The White House said the bill is a forceful way to respond to terrorism and could have a far-reaching impact
The White House said on Monday that US President Barack Obama would veto the bill allowing victims of the 9/11 attacks and their families to sue the Saudi government for damages.
White House Press Secretary Josh Earnest confirmed that the President does intend to veto the legislation.
The bill will allow Americans to file lawsuits against any foreign governments suspected of backing terrorism against America.
The legislation is strongly opposed by Saudi Arabia which is home to 15 of the 19 hijackers in the 9/11 terror attacks.
He said the bill could be used as an excuse to haul US diplomats or US service members or even US companies into courts all around the world.
"You could have judges at different levels in different courtrooms, reaching different conclusions about the same country. That is not an effective, forceful way for us to respond to terrorism," Earnest said.

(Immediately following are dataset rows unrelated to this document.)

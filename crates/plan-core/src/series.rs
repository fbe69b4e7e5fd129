//! 月度出貨時間序列

use rust_decimal::Decimal;
use serde::{Deserialize, Serialize};
use std::collections::BTreeMap;

use crate::quantity::{ensure_non_negative, to_f64};
use crate::{Period, PlanError, Result};

/// 時間序列資料點
#[derive(Debug, Clone, PartialEq, Serialize, Deserialize)]
pub struct TimeSeriesPoint {
    /// 產品ID
    pub product_id: String,

    /// 期間
    pub period: Period,

    /// 出貨/需求數量
    pub quantity: Decimal,
}

impl TimeSeriesPoint {
    /// 創建新的資料點（數量必須非負）
    pub fn new(product_id: impl Into<String>, period: Period, quantity: Decimal) -> Result<Self> {
        let product_id = product_id.into();
        ensure_non_negative(&product_id, "quantity", quantity)?;
        Ok(Self {
            product_id,
            period,
            quantity,
        })
    }
}

/// 缺漏期間處理策略
#[derive(Debug, Clone, Copy, PartialEq, Eq, Default, Serialize, Deserialize)]
pub enum GapPolicy {
    /// 以 0 填補
    #[default]
    ZeroFill,
    /// 以前後觀測值線性內插
    Interpolate,
    /// 沿用前一期觀測值
    CarryForward,
    /// 拒絕有缺漏的序列
    Reject,
}

/// 單一產品的時間序列
///
/// 缺漏的月份保持缺漏，直到呼叫 [`TimeSeries::resolve`] 依策略補齊。
#[derive(Debug, Clone, PartialEq, Serialize, Deserialize)]
pub struct TimeSeries {
    product_id: String,
    observations: BTreeMap<Period, Decimal>,
}

impl TimeSeries {
    /// 創建空序列
    pub fn new(product_id: impl Into<String>) -> Self {
        Self {
            product_id: product_id.into(),
            observations: BTreeMap::new(),
        }
    }

    /// 由資料點建立序列（同月份數量加總）
    pub fn from_points(
        product_id: impl Into<String>,
        points: impl IntoIterator<Item = TimeSeriesPoint>,
    ) -> Result<Self> {
        let mut series = Self::new(product_id);
        for point in points {
            if point.product_id != series.product_id {
                return Err(PlanError::InvalidParameter(format!(
                    "資料點 {} 不屬於序列 {}",
                    point.product_id, series.product_id
                )));
            }
            series.push(point.period, point.quantity)?;
        }
        Ok(series)
    }

    /// 加入一筆觀測值；同月份重複時數量累加
    pub fn push(&mut self, period: Period, quantity: Decimal) -> Result<()> {
        ensure_non_negative(&self.product_id, "quantity", quantity)?;
        *self.observations.entry(period).or_insert(Decimal::ZERO) += quantity;
        Ok(())
    }

    pub fn product_id(&self) -> &str {
        &self.product_id
    }

    /// 觀測值筆數（不含缺漏月份）
    pub fn len(&self) -> usize {
        self.observations.len()
    }

    pub fn is_empty(&self) -> bool {
        self.observations.is_empty()
    }

    pub fn first_period(&self) -> Option<Period> {
        self.observations.keys().next().copied()
    }

    pub fn last_period(&self) -> Option<Period> {
        self.observations.keys().next_back().copied()
    }

    pub fn get(&self, period: Period) -> Option<Decimal> {
        self.observations.get(&period).copied()
    }

    /// 依期間排序的觀測值
    pub fn points(&self) -> impl Iterator<Item = (Period, Decimal)> + '_ {
        self.observations.iter().map(|(p, q)| (*p, *q))
    }

    /// 首末期間之間缺少觀測值的月份
    pub fn gaps(&self) -> Vec<Period> {
        match (self.first_period(), self.last_period()) {
            (Some(first), Some(last)) => Period::span(first, last)
                .into_iter()
                .filter(|p| !self.observations.contains_key(p))
                .collect(),
            _ => Vec::new(),
        }
    }

    /// 依策略補齊缺漏月份，產生無缺漏的序列
    pub fn resolve(&self, policy: GapPolicy) -> Result<ResolvedSeries> {
        let (first, last) = match (self.first_period(), self.last_period()) {
            (Some(first), Some(last)) => (first, last),
            _ => {
                return Err(PlanError::InsufficientHistory {
                    algorithm: "time-series".to_string(),
                    required: 1,
                    actual: 0,
                })
            }
        };

        let gaps = self.gaps();
        if policy == GapPolicy::Reject && !gaps.is_empty() {
            let missing: Vec<String> = gaps.iter().map(Period::to_string).collect();
            return Err(PlanError::InvalidParameter(format!(
                "{} 的時間序列缺少期間: {}",
                self.product_id,
                missing.join(", ")
            )));
        }

        let mut values = Vec::with_capacity((first.months_until(last) + 1) as usize);
        let mut previous: Option<(Period, Decimal)> = None;

        for period in Period::span(first, last) {
            if let Some(quantity) = self.get(period) {
                values.push(quantity);
                previous = Some((period, quantity));
                continue;
            }

            let filled = match policy {
                GapPolicy::ZeroFill | GapPolicy::Reject => Decimal::ZERO,
                GapPolicy::CarryForward => previous.map(|(_, q)| q).unwrap_or(Decimal::ZERO),
                GapPolicy::Interpolate => {
                    let next = self.observations.range(period..).next().map(|(p, q)| (*p, *q));
                    match (previous, next) {
                        (Some((p0, q0)), Some((p1, q1))) => {
                            let span = Decimal::from(p0.months_until(p1));
                            let offset = Decimal::from(p0.months_until(period));
                            q0 + (q1 - q0) * offset / span
                        }
                        _ => Decimal::ZERO,
                    }
                }
            };
            values.push(filled);
        }

        if !gaps.is_empty() {
            tracing::debug!(
                "{} 補齊 {} 個缺漏月份（策略 {:?}）",
                self.product_id,
                gaps.len(),
                policy
            );
        }

        Ok(ResolvedSeries {
            product_id: self.product_id.clone(),
            start: first,
            values,
            filled: gaps,
        })
    }
}

/// 無缺漏的月度序列（預測演算法的輸入）
#[derive(Debug, Clone, PartialEq, Serialize, Deserialize)]
pub struct ResolvedSeries {
    pub product_id: String,

    /// 第一期
    pub start: Period,

    /// 各期數量（自 start 起連續）
    pub values: Vec<Decimal>,

    /// 由策略補齊的月份
    pub filled: Vec<Period>,
}

impl ResolvedSeries {
    /// 直接由連續數值建立（數值必須非負）
    pub fn from_values(
        product_id: impl Into<String>,
        start: Period,
        values: Vec<Decimal>,
    ) -> Result<Self> {
        let product_id = product_id.into();
        for value in &values {
            ensure_non_negative(&product_id, "quantity", *value)?;
        }
        Ok(Self {
            product_id,
            start,
            values,
            filled: Vec::new(),
        })
    }

    pub fn len(&self) -> usize {
        self.values.len()
    }

    pub fn is_empty(&self) -> bool {
        self.values.is_empty()
    }

    /// 最後一期
    pub fn end(&self) -> Period {
        self.start.add_months(self.values.len() as i64 - 1)
    }

    /// 預測起始期（最後一期的下一個月）
    pub fn next_period(&self) -> Period {
        self.start.add_months(self.values.len() as i64)
    }

    pub fn values_f64(&self) -> Vec<f64> {
        self.values.iter().map(|v| to_f64(*v)).collect()
    }

    /// 前 n 期構成的子序列（回測訓練集）
    pub fn head(&self, n: usize) -> ResolvedSeries {
        let n = n.min(self.values.len());
        ResolvedSeries {
            product_id: self.product_id.clone(),
            start: self.start,
            values: self.values[..n].to_vec(),
            filled: self
                .filled
                .iter()
                .copied()
                .filter(|p| self.start.months_until(*p) < n as i64)
                .collect(),
        }
    }
}

/// 時間序列庫：產品ID -> 時間序列
#[derive(Debug, Clone, Default, PartialEq, Serialize, Deserialize)]
pub struct TimeSeriesStore {
    series: BTreeMap<String, TimeSeries>,
}

impl TimeSeriesStore {
    pub fn new() -> Self {
        Self::default()
    }

    /// 由已驗證的資料點建立
    pub fn from_points(points: impl IntoIterator<Item = TimeSeriesPoint>) -> Result<Self> {
        let mut store = Self::new();
        for point in points {
            store.insert(point)?;
        }
        Ok(store)
    }

    pub fn insert(&mut self, point: TimeSeriesPoint) -> Result<()> {
        self.series
            .entry(point.product_id.clone())
            .or_insert_with(|| TimeSeries::new(point.product_id.clone()))
            .push(point.period, point.quantity)
    }

    pub fn series(&self, product_id: &str) -> Option<&TimeSeries> {
        self.series.get(product_id)
    }

    /// 依產品ID排序
    pub fn products(&self) -> impl Iterator<Item = &str> {
        self.series.keys().map(String::as_str)
    }

    pub fn iter(&self) -> impl Iterator<Item = &TimeSeries> {
        self.series.values()
    }

    pub fn len(&self) -> usize {
        self.series.len()
    }

    pub fn is_empty(&self) -> bool {
        self.series.is_empty()
    }

    /// 實際出貨量
    pub fn actual(&self, product_id: &str, period: Period) -> Option<Decimal> {
        self.series.get(product_id).and_then(|s| s.get(period))
    }
}

#[cfg(test)]
mod tests {
    use super::*;
    use rstest::rstest;

    fn p(year: i32, month: u32) -> Period {
        Period::new(year, month).unwrap()
    }

    fn series_with_gap() -> TimeSeries {
        let mut series = TimeSeries::new("BIKE-001");
        series.push(p(2025, 1), Decimal::from(100)).unwrap();
        series.push(p(2025, 4), Decimal::from(160)).unwrap();
        series.push(p(2025, 5), Decimal::from(150)).unwrap();
        series
    }

    #[test]
    fn test_gaps_are_explicit() {
        let series = series_with_gap();
        assert_eq!(series.len(), 3);
        assert_eq!(series.gaps(), vec![p(2025, 2), p(2025, 3)]);
    }

    #[rstest]
    #[case(GapPolicy::ZeroFill, [100, 0, 0, 160, 150])]
    #[case(GapPolicy::CarryForward, [100, 100, 100, 160, 150])]
    #[case(GapPolicy::Interpolate, [100, 120, 140, 160, 150])]
    fn test_resolve_policies(#[case] policy: GapPolicy, #[case] expected: [i64; 5]) {
        let resolved = series_with_gap().resolve(policy).unwrap();
        let expected: Vec<Decimal> = expected.iter().map(|v| Decimal::from(*v)).collect();
        assert_eq!(resolved.values, expected);
        assert_eq!(resolved.filled, vec![p(2025, 2), p(2025, 3)]);
        assert_eq!(resolved.end(), p(2025, 5));
        assert_eq!(resolved.next_period(), p(2025, 6));
    }

    #[test]
    fn test_reject_policy_names_missing_periods() {
        let err = series_with_gap().resolve(GapPolicy::Reject).unwrap_err();
        assert!(err.to_string().contains("2025-02"));
    }

    #[test]
    fn test_duplicate_periods_are_summed() {
        let points = vec![
            TimeSeriesPoint::new("P", p(2025, 1), Decimal::from(10)).unwrap(),
            TimeSeriesPoint::new("P", p(2025, 1), Decimal::from(15)).unwrap(),
        ];
        let series = TimeSeries::from_points("P", points).unwrap();
        assert_eq!(series.get(p(2025, 1)), Some(Decimal::from(25)));
    }

    #[test]
    fn test_negative_quantity_rejected() {
        assert!(TimeSeriesPoint::new("P", p(2025, 1), Decimal::from(-1)).is_err());
        let mut series = TimeSeries::new("P");
        assert!(series.push(p(2025, 1), Decimal::from(-5)).is_err());
    }

    #[test]
    fn test_empty_series_cannot_resolve() {
        let err = TimeSeries::new("P").resolve(GapPolicy::ZeroFill).unwrap_err();
        assert!(matches!(err, PlanError::InsufficientHistory { .. }));
    }

    #[test]
    fn test_store_groups_by_product() {
        let store = TimeSeriesStore::from_points(vec![
            TimeSeriesPoint::new("B", p(2025, 1), Decimal::from(5)).unwrap(),
            TimeSeriesPoint::new("A", p(2025, 1), Decimal::from(7)).unwrap(),
            TimeSeriesPoint::new("A", p(2025, 2), Decimal::from(8)).unwrap(),
        ])
        .unwrap();

        assert_eq!(store.products().collect::<Vec<_>>(), vec!["A", "B"]);
        assert_eq!(store.actual("A", p(2025, 2)), Some(Decimal::from(8)));
        assert_eq!(store.actual("B", p(2025, 2)), None);
    }

    #[test]
    fn test_head_keeps_prefix() {
        let resolved = series_with_gap().resolve(GapPolicy::ZeroFill).unwrap();
        let head = resolved.head(2);
        assert_eq!(head.values, vec![Decimal::from(100), Decimal::ZERO]);
        assert_eq!(head.filled, vec![p(2025, 2)]);
    }
}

Earnest added that the bill endangers the concept of sovereign immunity that protects the United States as much as any other country in the world.
Earnest anticipated a wider international reaction to the bill. He said, "So the President feels quite strongly about this. Our concern is not limited to the impact it could have on a relationship with one country, but rather it could have an impact on our relationship with every country around the world in a way that has negative consequences for the US, for our national security, and for our men and women in uniform."
The Justice Against Sponsors of Terrorism Act was passed in the House of Representatives by a voice vote on Friday,
It had earlier found unanimous approval in the Senate in May. The Senate sent the bill for President's approval on Monday night, giving him a 10-day window to veto the decision.
But even if Obama vetos the bill, Congressional aides said the measure appeared to have enough support to override his decision.
A two-thirds majority in both the Senate and House is required for lawmakers to override an Obama veto for the first time since he took office in January 2009.
Under the Constitution, Obama could also opt for a "pocket veto," in which the president can defeat a bill just by holding onto it until Congress is out of session.